Column: Healthcare law harms individual freedom, equality

By Garrett Hunter

Let the healthcare dispute begin.

Last month President Obama announced that religious organizations would have to provide employees with health insurance policies that cover contraception at no charge. The decree falls under the Department of Health and Human Services’ powers, thanks to the president’s Patient Protection and Affordable Care Act – otherwise known as Obamacare.

Because many of the affected groups morally oppose birth control, the decision drew fierce criticism from the religious community. Priests, rabbis and others across the country have rightly argued that being required to fund contraception violates their freedom of conscience.

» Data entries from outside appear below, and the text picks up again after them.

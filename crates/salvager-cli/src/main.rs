//! Salvager CLI - Keep-or-recycle lookup for salvaged items.

use clap::Parser;
use salvager_cli::commands;
use salvager_cli::repl;
use salvager_cli::{open_engine, Cli, Command, Config, Formatter};
use tracing_subscriber::EnvFilter;

fn main() {
    let cli = Cli::parse();
    init_tracing(cli.verbose);

    if let Err(e) = run(cli) {
        eprintln!("Error: {}", e);
        std::process::exit(1);
    }
}

/// Log to stderr, filtered by `SALVAGER_LOG` (default `warn`, `-v` for `debug`).
fn init_tracing(verbose: bool) {
    let filter = if verbose {
        EnvFilter::new("debug")
    } else {
        EnvFilter::try_from_env("SALVAGER_LOG").unwrap_or_else(|_| EnvFilter::new("warn"))
    };

    tracing_subscriber::fmt()
        .with_writer(std::io::stderr)
        .with_env_filter(filter)
        .init();
}

fn run(cli: Cli) -> salvager_cli::Result<()> {
    // Load config, writing defaults on first run
    let mut config = match &cli.config {
        Some(path) => Config::load_from(path)?,
        None => {
            let path = Config::path()?;
            if path.exists() {
                Config::load_from(&path)?
            } else {
                let cfg = Config::default();
                cfg.save().ok();
                cfg
            }
        }
    };

    if let Some(data_dir) = cli.data_dir {
        config.data_dir = data_dir;
    }

    // Determine output format
    let format = cli
        .format
        .map(Into::into)
        .unwrap_or(config.settings.format);

    // Determine color setting
    let color_enabled = !cli.no_color && config.settings.color;

    let formatter = Formatter::new(format, color_enabled);

    match cli.command {
        // Needs no datasets or checklist
        Some(Command::MergeCatalog(args)) => commands::execute_merge_catalog(args, &formatter),
        command => {
            let mut engine = open_engine(&config)?;

            match command {
                None | Some(Command::Repl) => repl::run_repl(&mut engine, &config, &formatter),
                Some(Command::Search(args)) => {
                    commands::execute_search(args, &engine, &formatter)
                }
                Some(Command::Suggest(args)) => commands::execute_suggest(
                    args,
                    &engine,
                    config.settings.suggestion_limit,
                    &formatter,
                ),
                Some(Command::Toggle(args)) => {
                    commands::execute_toggle(args, &mut engine, &formatter)
                }
                Some(Command::Checklist(args)) => {
                    commands::execute_checklist(args, &mut engine, &formatter)
                }
                Some(Command::MergeCatalog(args)) => {
                    commands::execute_merge_catalog(args, &formatter)
                }
            }
        }
    }
}
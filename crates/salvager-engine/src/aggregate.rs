//! Aggregation of requirement amounts
//!
//! Original total = station + scrappy + project + quest amounts.
//! Adjusted total = the same, minus everything owned by a completed tier.
//! Blueprint usages never count.

use crate::checklist::ChecklistState;
use salvager_domain::{Requirements, TieredRequirement};

/// Sum of all tiered requirement amounts
pub fn original_total(requirements: &Requirements) -> u64 {
    requirements
        .tiered()
        .map(|r| u64::from(r.amount()))
        .sum()
}

/// Sum of amounts whose tier is not completed
pub fn adjusted_total(requirements: &Requirements, checklist: &ChecklistState) -> u64 {
    requirements
        .tiered()
        .filter(|r| !checklist.is_complete(&r.tier_key()))
        .map(|r| u64::from(r.amount()))
        .sum()
}

/// Original and adjusted amounts for one category
#[derive(Debug, Clone, Copy, Default, PartialEq, Eq)]
pub struct CategoryTotal {
    /// Sum ignoring the checklist
    pub original: u64,
    /// Sum excluding completed tiers
    pub remaining: u64,
}

impl CategoryTotal {
    fn of<'a, R, I>(requirements: I, checklist: &ChecklistState) -> Self
    where
        R: TieredRequirement + 'a,
        I: IntoIterator<Item = &'a R>,
    {
        let mut total = Self::default();
        for req in requirements {
            let amount = u64::from(req.amount());
            total.original += amount;
            if !checklist.is_complete(&req.tier_key()) {
                total.remaining += amount;
            }
        }
        total
    }
}

/// Totals for a search result, with a per-category breakdown
#[derive(Debug, Clone, Copy, Default, PartialEq, Eq)]
pub struct Totals {
    /// Total ignoring the checklist
    pub original: u64,
    /// Total after completed tiers are excluded
    pub adjusted: u64,
    /// Station upgrades
    pub stations: CategoryTotal,
    /// Scrappy levels
    pub scrappy: CategoryTotal,
    /// Project stages
    pub projects: CategoryTotal,
    /// Quests
    pub quests: CategoryTotal,
}

impl Totals {
    /// Compute totals against the current checklist
    pub fn compute(requirements: &Requirements, checklist: &ChecklistState) -> Self {
        let stations = CategoryTotal::of(&requirements.stations, checklist);
        let scrappy = CategoryTotal::of(&requirements.scrappy, checklist);
        let projects = CategoryTotal::of(&requirements.projects, checklist);
        let quests = CategoryTotal::of(&requirements.quests, checklist);
        let parts = [stations, scrappy, projects, quests];

        Self {
            original: parts.iter().map(|p| p.original).sum(),
            adjusted: parts.iter().map(|p| p.remaining).sum(),
            stations,
            scrappy,
            projects,
            quests,
        }
    }

    /// Everything was needed once and every owning tier is now done
    pub fn all_collected(&self) -> bool {
        self.adjusted == 0 && self.original > 0
    }
}

#[cfg(test)]
mod tests {
    use super::*;
    use salvager_domain::{
        BlueprintUsage, Quantity, QuestRequirement, ScrappyRequirement, StationRequirement,
        TierKey,
    };

    fn scrap_metal() -> Requirements {
        Requirements {
            stations: vec![
                StationRequirement {
                    station: "Refiner".to_string(),
                    level: 2,
                    amount: 5,
                },
                StationRequirement {
                    station: "Refiner".to_string(),
                    level: 3,
                    amount: 8,
                },
            ],
            scrappy: vec![ScrappyRequirement {
                level: 4,
                title: "Scavenger".to_string(),
                amount: 3,
            }],
            ..Default::default()
        }
    }

    #[test]
    fn test_original_total() {
        assert_eq!(original_total(&scrap_metal()), 16);
    }

    #[test]
    fn test_empty_checklist_deducts_nothing() {
        let reqs = scrap_metal();
        assert_eq!(adjusted_total(&reqs, &ChecklistState::new()), original_total(&reqs));
    }

    #[test]
    fn test_completed_tiers_are_excluded() {
        let reqs = scrap_metal();
        let mut checklist = ChecklistState::new();
        checklist.set(TierKey::station("Refiner", 2), true);
        assert_eq!(adjusted_total(&reqs, &checklist), 11);

        checklist.set(TierKey::station("Refiner", 3), true);
        let totals = Totals::compute(&reqs, &checklist);
        assert_eq!(totals.adjusted, 3);
        assert_eq!(totals.stations.remaining, 0);
        assert_eq!(totals.scrappy.remaining, 3);
        assert!(!totals.all_collected());

        checklist.set(TierKey::scrappy(4), true);
        assert!(Totals::compute(&reqs, &checklist).all_collected());
    }

    #[test]
    fn test_blueprints_never_count() {
        let reqs = Requirements {
            blueprints: vec![BlueprintUsage {
                blueprint: "Heavy Frame".to_string(),
                workshop: "Gunsmith".to_string(),
                level: 2,
                amount: 12,
            }],
            ..Default::default()
        };
        let totals = Totals::compute(&reqs, &ChecklistState::new());
        assert_eq!(totals.original, 0);
        assert!(!totals.all_collected());
    }

    #[test]
    fn test_malformed_quest_quantity_counts_zero() {
        let reqs = Requirements {
            quests: vec![
                QuestRequirement {
                    quest_id: "q1".to_string(),
                    quest_name: "One".to_string(),
                    item_ref: "pulse-unit".to_string(),
                    quantity: Quantity::parse("4"),
                },
                QuestRequirement {
                    quest_id: "q2".to_string(),
                    quest_name: "Two".to_string(),
                    item_ref: "pulse-unit".to_string(),
                    quantity: Quantity::parse("a few"),
                },
            ],
            ..Default::default()
        };
        assert_eq!(original_total(&reqs), 4);
    }
}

In response to the outrage, President Obama devised an “accommodation.” According to the new plan, religious organizations are no longer required to provide their employees with contraception coverage.

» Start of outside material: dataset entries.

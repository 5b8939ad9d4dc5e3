//! Command implementations.

pub mod checklist;
pub mod merge;
pub mod search;
pub mod toggle;

pub use self::checklist::execute_checklist;
pub use self::merge::execute_merge_catalog;
pub use self::search::{execute_search, execute_suggest};
pub use self::toggle::execute_toggle;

Instead, the burden has been shifted to the organizations’ insurance companies, whose plans must now cover contraception for free.

Although the switch seems to have bought the president some political cover, it does nothing to change the moral dilemma at hand. Religious groups are still forced to deal with insurance companies that cover birth control.

Furthermore, while the employers are technically no longer paying for their employees’ birth control, insurance companies will pass along the costs indirectly.

Putting aside the fact the president’s alleged concession solves nothing, the debate this issue has sparked continues to overlook some vital points.

Nearly every participant in this dispute has taken one of two sides: women’s rights or religious freedom.

To be clear, this issue threatens a woman’s right to contraception in no way whatsoever. Women are and will remain perfectly free to use their preferred method of birth control. The question is who will pay for it.

This is where the real rights violations arise. Under the Affordable Care Act, private parties are legally required to provide certain services for others. In this case, faith-based employers must subsidize their employees’ use of birth control. This particular case clearly violates the employers’ religious rights, but the underlying principle extends much further.

The idea that the federal government can legitimately force citizen A to serve citizen B in any capacity flies in the face of individual liberty. Suppose Congress passed a law requiring you to wash my car for free every other Saturday.

Failure to do so would get you a heavy fine. Wouldn’t you object to such a law?

Strip away the moralistic rhetoric about protecting consumers, and healthcare mandates are no different than car-washing mandates. Both unjustly compel one party to supply another with goods or services against their will. As conservative columnist Charles Krauthammer aptly puts it, this is “government by presidential fiat.”

Just as important, these executive decrees violate the long-standing American ideal of human equality. Legally forcing one group of Americans to serve another, for whatever reason, subordinates the former group to the latter.

It grants favored classes certain entitlements that others must sacrifice time and money to provide. Such a system must be seen as the morally repulsive scheme that it is.

Unfortunately, these broader issues have largely been lost in the debate over contraception coverage. Both sides claim to support individual rights, whether it’s the right to birth control or the right to religious freedom.

Despite each side’s passion, this firestorm isn’t about contraception. It’s about individual liberty versus federal coercion.

Catholic groups can’t be legitimately forced to pay for their workers’ contraception anymore than you can legitimately be forced to wash my car – religious beliefs have nothing to do with it.

We as autonomous individuals have an unalienable right to live our lives as we see fit, provided we don’t harm others in doing so. Healthcare mandates trample that right.

This isn’t the first controversy to develop over the monolithic Affordable Care Act, and it certainly won’t be the last.

As these debates unfold, Americans must stop tinkering around the law’s edges and begin questioning its underlying assumption that Washington can justly force citizens to provide and purchase certain services from one another.

This discussion is long overdue and will hopefully encourage people to think a little harder about the proper role of government in society.